■ **DATASET EXCERPTS**
#####

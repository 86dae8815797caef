//! Traits for writing and composing hooks
use crate::{core::State, x::XConn, Result, Xid};
use std::fmt;

/// Action to run when a client joins or leaves the managed set.
///
/// The `managed` call is made at the end of the manage sequence, once the
/// client is decorated, stacked and announced; `unmanaged` is made at the
/// start of the unmanage sequence while the client is still intact. Both
/// default to doing nothing so implementations only need to provide the
/// half they care about.
///
/// Hook errors are logged rather than propagated: a failing hook can not
/// veto the lifecycle transition it is observing.
pub trait LifecycleHook<X>
where
    X: XConn,
{
    /// Called after a new client has been fully managed
    #[allow(unused_variables)]
    fn managed(&mut self, client: Xid, state: &mut State<X>, x: &X) -> Result<()> {
        Ok(())
    }

    /// Called before a client is dismantled
    #[allow(unused_variables)]
    fn unmanaged(&mut self, client: Xid, state: &mut State<X>, x: &X) -> Result<()> {
        Ok(())
    }

    /// Convert to a trait object
    fn boxed(self) -> Box<dyn LifecycleHook<X>>
    where
        Self: Sized + 'static,
    {
        Box::new(self)
    }

    /// Compose this hook with another [LifecycleHook]. Both hooks run for
    /// every call: an error in the first does not skip the second.
    fn then<H>(self, next: H) -> ComposedLifecycleHook<X>
    where
        H: LifecycleHook<X> + 'static,
        Self: Sized + 'static,
    {
        ComposedLifecycleHook {
            first: Box::new(self),
            second: Box::new(next),
        }
    }
}

impl<X: XConn> fmt::Debug for Box<dyn LifecycleHook<X>> {
    fn fmt(&self, f: &mut fmt::Formatter<'_>) -> fmt::Result {
        f.debug_struct("LifecycleHook").finish()
    }
}

/// The result of composing two lifecycle hooks using `then`
#[derive(Debug)]
pub struct ComposedLifecycleHook<X>
where
    X: XConn,
{
    first: Box<dyn LifecycleHook<X>>,
    second: Box<dyn LifecycleHook<X>>,
}

impl<X> LifecycleHook<X> for ComposedLifecycleHook<X>
where
    X: XConn,
{
    fn managed(&mut self, client: Xid, state: &mut State<X>, x: &X) -> Result<()> {
        let first = self.first.managed(client, state, x);
        self.second.managed(client, state, x)?;

        first
    }

    fn unmanaged(&mut self, client: Xid, state: &mut State<X>, x: &X) -> Result<()> {
        let first = self.first.unmanaged(client, state, x);
        self.second.unmanaged(client, state, x)?;

        first
    }
}

/// Action to run when input grabs should be installed or removed for a client.
///
/// Called with `install` set when a client joins the managed set and unset
/// when it leaves, so that the embedding program can maintain button and key
/// grabs on the decoration windows without the engine knowing anything about
/// bindings.
pub trait GrabHook<X>
where
    X: XConn,
{
    /// Run this hook
    fn call(&mut self, client: Xid, install: bool, state: &mut State<X>, x: &X) -> Result<()>;

    /// Convert to a trait object
    fn boxed(self) -> Box<dyn GrabHook<X>>
    where
        Self: Sized + 'static,
    {
        Box::new(self)
    }
}

impl<X: XConn> fmt::Debug for Box<dyn GrabHook<X>> {
    fn fmt(&self, f: &mut fmt::Formatter<'_>) -> fmt::Result {
        f.debug_struct("GrabHook").finish()
    }
}

impl<F, X> GrabHook<X> for F
where
    F: FnMut(Xid, bool, &mut State<X>, &X) -> Result<()>,
    X: XConn,
{
    fn call(&mut self, client: Xid, install: bool, state: &mut State<X>, x: &X) -> Result<()> {
        (self)(client, install, state, x)
    }
}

#####

■ **TASK PROMPT**
Where a line above contains the word "leaves", copy that line.

■ **EXERCISE OUTPUT**
/// Action to run when a client joins or leaves the managed set.
/// when it leaves, so that the embedding program can maintain button and key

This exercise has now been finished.